Accueil · Finance · Fortis : voici pourquoi Reynders doit démissionner Fortis : voici pourquoi Reynders doit démissionner
L’affaire
Fortis a entraîné la démission du Premier ministre Leterme et du ministre de
la Justice Vandeurzen. Mais celui qui au gouvernement porte probablement le plus
de responsabilités, le ministre des Finances, reste en place et propose même
de nouvelles aides aux banques. Didier Reynders démission? Voici
pourquoi…
La descente aux enfers de Fortis
Les beaux
morceaux de Fortis offerts à BNP Paribas
Pressions sur la justice (en 1re instance)
Pressions sur la justice (en appel)
La
descente aux enfers de Fortis
Le
ciel nous tombe sur la tête le week-end des 27 et 28 septembre 2008. Le groupe
Fortis a besoin de 30 milliards d’euros et 10 milliards de dollars pour le
lundi, sinon c’est la faillite. Pourtant, le week-end précédent, le président
de la Commission bancaire (CBFA), Jean-Paul Servais, déclare sur les plateaux
de la RTBF que les banques belges n'ont « aucun problème de solvabilité,
ni de liquidité ». Et le ministre Reynders, prophétique, va jusqu’à
comparer le risque de faillite d'une banque belge à « celui que le ciel
nous tombe sur la tête ».
A-t-on
mal jugé la situation réelle de Fortis? En réalité, les dirigeants du
groupe mentent alors depuis au moins un an. En septembre 2007, tandis qu’ils
lancent une gigantesque augmentation de capital (13 milliards €) pour racheter
la banque néerlandaise ABN Amro, ils affirment que Fortis n’est pas exposé
aux subprimes.
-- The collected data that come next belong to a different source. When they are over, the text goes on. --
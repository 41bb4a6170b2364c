//! Gap and outdated-summary detection.
//!
//! The scanner classifies every day in a range as complete, failed or
//! missing, flags complete summaries produced by an older prompt
//! version, and folds uncovered runs of days into contiguous gaps.

use std::collections::BTreeMap;
use std::path::{Path, PathBuf};

use chrono::{Duration, NaiveDate, Utc};
use serde_json::Value;
use tracing::{info, instrument, warn};
use walkdir::WalkDir;

use chronicle_core::{ArchiveSource, SummaryStatus};

use crate::types::{GapInfo, OutdatedRecord, OutdatedThreshold, ScanResult, SummaryRecord};

pub struct ArchiveScanner {
    archive_root: PathBuf,
}

impl ArchiveScanner {
    pub fn new(archive_root: impl Into<PathBuf>) -> Self {
        Self {
            archive_root: archive_root.into(),
        }
    }

    /// Scan one source over `[start, end]` (inclusive).
    ///
    /// Defaults: `start` = earliest sidecar found (30-day lookback for an
    /// empty tree), `end` = yesterday, clamped to the latest sidecar.
    /// Supplying `current_prompt_version` enables outdated detection at
    /// the given threshold.
    #[instrument(skip(self, source), fields(source = %source.source_key()))]
    pub fn scan_source(
        &self,
        source: &ArchiveSource,
        start_date: Option<NaiveDate>,
        end_date: Option<NaiveDate>,
        current_prompt_version: Option<&str>,
        threshold: OutdatedThreshold,
    ) -> ScanResult {
        let summaries_dir = source.summaries_dir(&self.archive_root);
        let records = collect_records(&summaries_dir);

        let yesterday = Utc::now().date_naive() - Duration::days(1);
        let (earliest, latest) = if records.is_empty() {
            (
                start_date.unwrap_or(yesterday - Duration::days(29)),
                end_date.unwrap_or(yesterday),
            )
        } else {
            let min_date = *records.keys().next().unwrap();
            let max_date = *records.keys().next_back().unwrap();
            (
                start_date.unwrap_or(min_date),
                end_date.unwrap_or_else(|| max_date.min(yesterday)),
            )
        };

        let mut complete = 0;
        let mut failed = 0;
        let mut missing = 0;
        let mut outdated_list = Vec::new();
        let mut gaps: Vec<GapInfo> = Vec::new();
        let mut gap_start: Option<NaiveDate> = None;
        let mut gap_has_failed = false;

        let mut current = earliest;
        while current <= latest {
            match records.get(&current) {
                Some(record) if record.status == SummaryStatus::Complete => {
                    complete += 1;

                    if let (Some(current_version), Some(summary_version)) =
                        (current_prompt_version, record.prompt_version.as_deref())
                    {
                        if is_outdated(summary_version, current_version, threshold) {
                            outdated_list.push(OutdatedRecord {
                                date: current,
                                current_version: current_version.to_string(),
                                summary_version: summary_version.to_string(),
                                meta_path: record.meta_path.clone(),
                            });
                        }
                    }

                    // A complete day terminates any open gap at date - 1.
                    if let Some(start) = gap_start.take() {
                        let reason = if gap_has_failed { "failed" } else { "missing" };
                        gaps.push(GapInfo::new(start, current - Duration::days(1), reason));
                        gap_has_failed = false;
                    }
                }
                Some(record) if record.status == SummaryStatus::Incomplete => {
                    failed += 1;
                    // Ineligible failures count but never open a gap.
                    if record.backfill_eligible && gap_start.is_none() {
                        gap_start = Some(current);
                    }
                    if record.backfill_eligible {
                        gap_has_failed = true;
                    }
                }
                Some(_) | None => {
                    missing += 1;
                    if gap_start.is_none() {
                        gap_start = Some(current);
                    }
                }
            }
            current += Duration::days(1);
        }

        if let Some(start) = gap_start {
            let reason = if gap_has_failed { "failed" } else { "missing" };
            gaps.push(GapInfo::new(start, latest, reason));
        }

        let outdated = outdated_list.len() as u64;
        info!(
            complete,
            failed,
            missing,
            outdated,
            gaps = gaps.len(),
            "scan finished"
        );

        ScanResult {
            source: source.clone(),
            total_days: (latest - earliest).num_days() + 1,
            complete,
            failed,
            missing,
            outdated,
            summaries: records.into_values().collect(),
            gaps,
            outdated_summaries: outdated_list,
            earliest_date: earliest,
            latest_date: latest,
        }
    }

    /// Scan every given source (usually the registry's discovery output).
    pub fn scan_sources(
        &self,
        sources: &[ArchiveSource],
        current_prompt_version: Option<&str>,
    ) -> Vec<ScanResult> {
        sources
            .iter()
            .map(|source| {
                self.scan_source(
                    source,
                    None,
                    None,
                    current_prompt_version,
                    OutdatedThreshold::default(),
                )
            })
            .collect()
    }

    /// Dates needing backfill: flattened eligible gaps plus, optionally,
    /// outdated dates. Deduplicated and sorted ascending.
    pub fn backfill_candidates(
        &self,
        source: &ArchiveSource,
        include_outdated: bool,
        current_prompt_version: Option<&str>,
    ) -> Vec<NaiveDate> {
        let result = self.scan_source(
            source,
            None,
            None,
            if include_outdated {
                current_prompt_version
            } else {
                None
            },
            OutdatedThreshold::default(),
        );

        let mut candidates: Vec<NaiveDate> = result
            .gaps
            .iter()
            .filter(|gap| gap.backfill_eligible)
            .flat_map(|gap| gap.dates())
            .collect();

        if include_outdated {
            for outdated in &result.outdated_summaries {
                candidates.push(outdated.date);
            }
        }

        candidates.sort_unstable();
        candidates.dedup();
        candidates
    }
}

/// Parse every sidecar under the summaries tree into scan records,
/// keyed and ordered by date. Malformed sidecars are logged and skipped.
fn collect_records(summaries_dir: &Path) -> BTreeMap<NaiveDate, SummaryRecord> {
    let mut records = BTreeMap::new();
    if !summaries_dir.exists() {
        return records;
    }

    for entry in WalkDir::new(summaries_dir)
        .into_iter()
        .filter_map(|e| e.ok())
        .filter(|e| e.file_type().is_file())
    {
        let path = entry.path();
        if !path.to_string_lossy().ends_with(".meta.json") {
            continue;
        }
        match parse_record(path) {
            Some(record) => {
                records.insert(record.date, record);
            }
            None => warn!(path = %path.display(), "skipping malformed sidecar"),
        }
    }
    records
}

fn parse_record(meta_path: &Path) -> Option<SummaryRecord> {
    let data = std::fs::read_to_string(meta_path).ok()?;
    let value: Value = serde_json::from_str(&data).ok()?;

    let start = value.get("period")?.get("start")?.as_str()?;
    let date = NaiveDate::parse_from_str(start.get(..10)?, "%Y-%m-%d").ok()?;
    let status: SummaryStatus = value.get("status")?.as_str()?.parse().ok()?;

    Some(SummaryRecord {
        date,
        status,
        prompt_version: value
            .get("generation")
            .and_then(|g| g.get("prompt_version"))
            .and_then(|v| v.as_str())
            .map(str::to_string),
        backfill_eligible: value
            .get("backfill_eligible")
            .and_then(Value::as_bool)
            .unwrap_or(true),
        incomplete_reason: value
            .get("incomplete_reason")
            .and_then(|r| r.get("code"))
            .and_then(|c| c.as_str())
            .map(str::to_string),
        meta_path: meta_path.to_path_buf(),
    })
}

/// Whether `summary_version` is behind `current_version` by at least the
/// threshold. Versions split on `.` and pad to three integers; anything
/// non-numeric is never outdated.
pub fn is_outdated(summary_version: &str, current_version: &str, threshold: OutdatedThreshold) -> bool {
    let (Some(old), Some(new)) = (parse_version(summary_version), parse_version(current_version))
    else {
        return false;
    };

    match threshold {
        OutdatedThreshold::Major => new[0] > old[0],
        OutdatedThreshold::Minor => new[0] > old[0] || (new[0] == old[0] && new[1] > old[1]),
        OutdatedThreshold::Patch => new > old,
    }
}

fn parse_version(version: &str) -> Option<[i64; 3]> {
    let mut parts = [0i64; 3];
    let mut count = 0;
    for (i, piece) in version.split('.').enumerate() {
        if i >= 3 {
            break;
        }
        parts[i] = piece.parse().ok()?;
        count = i + 1;
    }
    (count > 0).then_some(parts)
}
Or, un document confidentiel présenté au comité exécutif du
28 août indique, noir sur blanc, que la banque détient pour 8,6 milliards de
titres liés aux subprimes. Et la descente aux enfers de Fortis est précisément
due à la conjonction de ces deux éléments: le rachat indigeste d’ABN
Amro et l’exposition aux subprimes.
Coupables,
les dirigeants de Fortis? C’est manifeste. Mais quelle est la
responsabilité des autorités publiques? Le secteur bancaire est
tellement vital dans l’économie d’un pays qu’il fait légalement
l’objet d’un contrôle public, nommé «contrôle prudentiel».
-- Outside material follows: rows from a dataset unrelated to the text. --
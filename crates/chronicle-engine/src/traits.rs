//! Seams to the external collaborators: the message fetcher and the
//! summarizer. The engine drives both but interprets neither; messages
//! are opaque beyond `author_id` and `content`, and summary prose is
//! written verbatim.

use async_trait::async_trait;
use chrono::{DateTime, Utc};
use serde::{Deserialize, Serialize};
use std::fmt;
use thiserror::Error;

use chronicle_core::{ArchiveSource, IncompleteReason, Message};

/// Failure from a collaborator, carrying the stable reason code that
/// ends up in the slot's sidecar.
#[derive(Debug, Error)]
pub enum CollaboratorError {
    #[error("Source inaccessible: {0}")]
    SourceInaccessible(String),

    #[error("Rate limited: {0}")]
    RateLimited(String),

    #[error("API error: {0}")]
    Api(String),

    #[error("Prompt error: {0}")]
    Prompt(String),

    #[error("Export unavailable: {0}")]
    ExportUnavailable(String),
}

impl CollaboratorError {
    pub fn reason(&self) -> IncompleteReason {
        match self {
            CollaboratorError::SourceInaccessible(_) => IncompleteReason::SourceInaccessible,
            CollaboratorError::RateLimited(_) => IncompleteReason::RateLimited,
            CollaboratorError::Api(_) => IncompleteReason::ApiError,
            CollaboratorError::Prompt(_) => IncompleteReason::PromptError,
            CollaboratorError::ExportUnavailable(_) => IncompleteReason::ExportUnavailable,
        }
    }
}

/// Fetches raw messages for a UTC window.
///
/// An empty result is a legitimate outcome (the slot resolves as
/// `NO_MESSAGES`); an error marks the iteration failed.
#[async_trait]
pub trait MessageFetcher: Send + Sync {
    async fn fetch(
        &self,
        source: &ArchiveSource,
        start: DateTime<Utc>,
        end: DateTime<Utc>,
    ) -> std::result::Result<Vec<Message>, CollaboratorError>;
}

/// Requested summary depth.
#[derive(Debug, Clone, Copy, PartialEq, Eq, Default, Serialize, Deserialize)]
#[serde(rename_all = "snake_case")]
pub enum SummaryType {
    Brief,
    #[default]
    Detailed,
    Comprehensive,
}

impl fmt::Display for SummaryType {
    fn fmt(&self, f: &mut fmt::Formatter<'_>) -> fmt::Result {
        let s = match self {
            SummaryType::Brief => "brief",
            SummaryType::Detailed => "detailed",
            SummaryType::Comprehensive => "comprehensive",
        };
        write!(f, "{s}")
    }
}

/// What the summarizer hands back for one period.
#[derive(Debug, Clone)]
pub struct SummaryOutput {
    pub content: String,
    pub tokens_input: u64,
    pub tokens_output: u64,
    pub model: String,
    pub prompt_version: String,
    pub prompt_checksum: String,
    pub options: serde_json::Value,
}

/// Turns a batch of messages into summary prose.
#[async_trait]
pub trait Summarizer: Send + Sync {
    async fn summarize(
        &self,
        messages: &[Message],
        api_key: &str,
        summary_type: SummaryType,
        perspective: &str,
    ) -> std::result::Result<SummaryOutput, CollaboratorError>;
}
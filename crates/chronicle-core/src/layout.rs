//! On-disk layout: derived paths, folder slugs and atomic JSON writes.
//!
//! Paths are derived, never stored. Given archive root `R`, source `S` and
//! period `P`:
//!
//! ```text
//! R/sources/<type>/<folder(S)>/[channels/<cfolder(S)>/]summaries/YYYY/MM/<stem>.md
//! R/sources/<type>/<folder(S)>/[channels/<cfolder(S)>/]summaries/YYYY/MM/<stem>.meta.json
//! ```
//!
//! The root additionally holds `manifest.json`, `cost-ledger.json`,
//! `pricing-history.json`, `.deleted/`, `.backups/` and `.tokens/`.

use std::fs;
use std::path::{Path, PathBuf};

use chrono::{Datelike, NaiveDate};
use serde::Serialize;

use crate::error::Result;
use crate::period::PeriodInfo;
use crate::types::ArchiveSource;

pub const ARCHIVE_MANIFEST_FILE: &str = "manifest.json";
pub const COST_LEDGER_FILE: &str = "cost-ledger.json";
pub const PRICING_HISTORY_FILE: &str = "pricing-history.json";
pub const DELETED_DIR: &str = ".deleted";
pub const DELETED_MANIFEST_FILE: &str = "deleted-manifest.json";
pub const BACKUPS_DIR: &str = ".backups";
pub const TOKENS_DIR: &str = ".tokens";

/// Lower-case `name` and replace every character outside `[a-z0-9_-]`
/// with `-`.
pub fn slugify(name: &str) -> String {
    name.to_lowercase()
        .chars()
        .map(|c| {
            if c.is_ascii_lowercase() || c.is_ascii_digit() || c == '_' || c == '-' {
                c
            } else {
                '-'
            }
        })
        .collect()
}

/// `summaries/YYYY/MM` directory for a period's start date.
pub fn month_dir(summaries_dir: &Path, date: NaiveDate) -> PathBuf {
    summaries_dir
        .join(format!("{:04}", date.year()))
        .join(format!("{:02}", date.month()))
}

/// Markdown path for `(source, period)`.
pub fn summary_md_path(root: &Path, source: &ArchiveSource, period: &PeriodInfo) -> PathBuf {
    month_dir(&source.summaries_dir(root), period.start_date())
        .join(format!("{}.md", period.filename_stem()))
}

/// Sidecar path for `(source, period)`.
pub fn summary_meta_path(root: &Path, source: &ArchiveSource, period: &PeriodInfo) -> PathBuf {
    month_dir(&source.summaries_dir(root), period.start_date())
        .join(format!("{}.meta.json", period.filename_stem()))
}

/// Markdown path for a daily slot by date.
pub fn daily_md_path(root: &Path, source: &ArchiveSource, date: NaiveDate) -> PathBuf {
    month_dir(&source.summaries_dir(root), date)
        .join(format!("{}_daily.md", date.format("%Y-%m-%d")))
}

/// Sidecar path for a daily slot by date.
pub fn daily_meta_path(root: &Path, source: &ArchiveSource, date: NaiveDate) -> PathBuf {
    month_dir(&source.summaries_dir(root), date)
        .join(format!("{}_daily.meta.json", date.format("%Y-%m-%d")))
}

/// Sidecar path next to a Markdown path (`x.md` → `x.meta.json`).
pub fn meta_path_for_md(md_path: &Path) -> PathBuf {
    let mut s = md_path.as_os_str().to_os_string();
    let text = s.to_string_lossy().into_owned();
    if let Some(stripped) = text.strip_suffix(".md") {
        return PathBuf::from(format!("{}.meta.json", stripped));
    }
    s.push(".meta.json");
    PathBuf::from(s)
}

/// Write `value` as pretty JSON via a temporary sibling and an atomic
/// rename. Parent directories are created as needed.
pub fn atomic_write_json<T: Serialize>(path: &Path, value: &T) -> Result<()> {
    let data = serde_json::to_vec_pretty(value)?;
    atomic_write_bytes(path, &data)
}

/// Atomic byte write: temp sibling in the same directory, then rename.
pub fn atomic_write_bytes(path: &Path, data: &[u8]) -> Result<()> {
    if let Some(parent) = path.parent() {
        fs::create_dir_all(parent)?;
    }
    let tmp = PathBuf::from(format!("{}.tmp", path.display()));
    fs::write(&tmp, data)?;
    fs::rename(&tmp, path)?;
    Ok(())
}

#[cfg(test)]
mod tests {
    use super::*;
    use crate::types::SourceType;

    #[test]
    fn slugify_lowers_and_replaces() {
        assert_eq!(slugify("My Server!"), "my-server-");
        assert_eq!(slugify("dev_team-2"), "dev_team-2");
        assert_eq!(slugify("Café ☕"), "caf----");
    }

    #[test]
    fn daily_paths_follow_year_month_layout() {
        let source = ArchiveSource::new(SourceType::Discord, "123", "My Server");
        let date = NaiveDate::from_ymd_opt(2026, 2, 11).unwrap();
        let md = daily_md_path(Path::new("/r"), &source, date);
        assert_eq!(
            md,
            Path::new("/r/sources/discord/my-server_123/summaries/2026/02/2026-02-11_daily.md")
        );
    }

    #[test]
    fn meta_path_for_md_swaps_extension() {
        let meta = meta_path_for_md(Path::new("/a/2026-02-11_daily.md"));
        assert_eq!(meta, Path::new("/a/2026-02-11_daily.meta.json"));
    }

    #[test]
    fn atomic_write_creates_parents_and_replaces() {
        let dir = tempfile::tempdir().unwrap();
        let path = dir.path().join("deep/nested/file.json");
        atomic_write_json(&path, &serde_json::json!({"a": 1})).unwrap();
        atomic_write_json(&path, &serde_json::json!({"a": 2})).unwrap();
        let text = std::fs::read_to_string(&path).unwrap();
        let value: serde_json::Value = serde_json::from_str(&text).unwrap();
        assert_eq!(value["a"], 2);
        assert!(!path.with_extension("json.tmp").exists());
    }
}
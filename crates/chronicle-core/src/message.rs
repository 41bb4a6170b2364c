use serde::{Deserialize, Serialize};

/// Wire shape handed to the executor by message fetchers.
///
/// The archive core treats messages as opaque apart from `author_id`
/// (summed into `participant_count`) and `content` (word-counted).
#[derive(Debug, Clone, PartialEq, Eq, Serialize, Deserialize)]
pub struct Message {
    pub id: String,
    pub author_id: String,
    #[serde(default)]
    pub author_name: String,
    #[serde(default)]
    pub content: String,
    /// ISO-8601 timestamp, as produced by the originating platform.
    pub timestamp: String,
    #[serde(default)]
    pub is_system: bool,
}
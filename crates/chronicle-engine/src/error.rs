use thiserror::Error;

#[derive(Debug, Error)]
pub enum EngineError {
    #[error("Job not found: {id}")]
    JobNotFound { id: String },

    #[error("Job {id} is not in a resumable state")]
    NotResumable { id: String },

    #[error(transparent)]
    Core(#[from] chronicle_core::CoreError),

    #[error(transparent)]
    Store(#[from] chronicle_store::StoreError),

    #[error(transparent)]
    Ledger(#[from] chronicle_ledger::LedgerError),

    #[error("I/O error: {0}")]
    Io(#[from] std::io::Error),
}

pub type Result<T> = std::result::Result<T, EngineError>;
Et quel ministre est responsable du secteur financier? Le ministre des
Finances, bien sûr.
D’autant
que Reynders a placé ses anciens chefs de cabinet aux postes clés du contrôle
des banques. Jean-Paul Servais comme président de la CBFA, un organisme qui a
des pouvoirs d’investigation et de sanctions (amendes administratives et
astreintes). Peter Praet comme directeur à la Banque nationale (responsable de
la stabilité financière) et directeur à la même CBFA (responsable de la
politique prudentielle). Sans parler de Bruno Colmant, président de la Bourse
de Bruxelles et, à ce titre, chargé d’empêcher les manipulations comme
celles de Fortis vis-à-vis de ses actionnaires.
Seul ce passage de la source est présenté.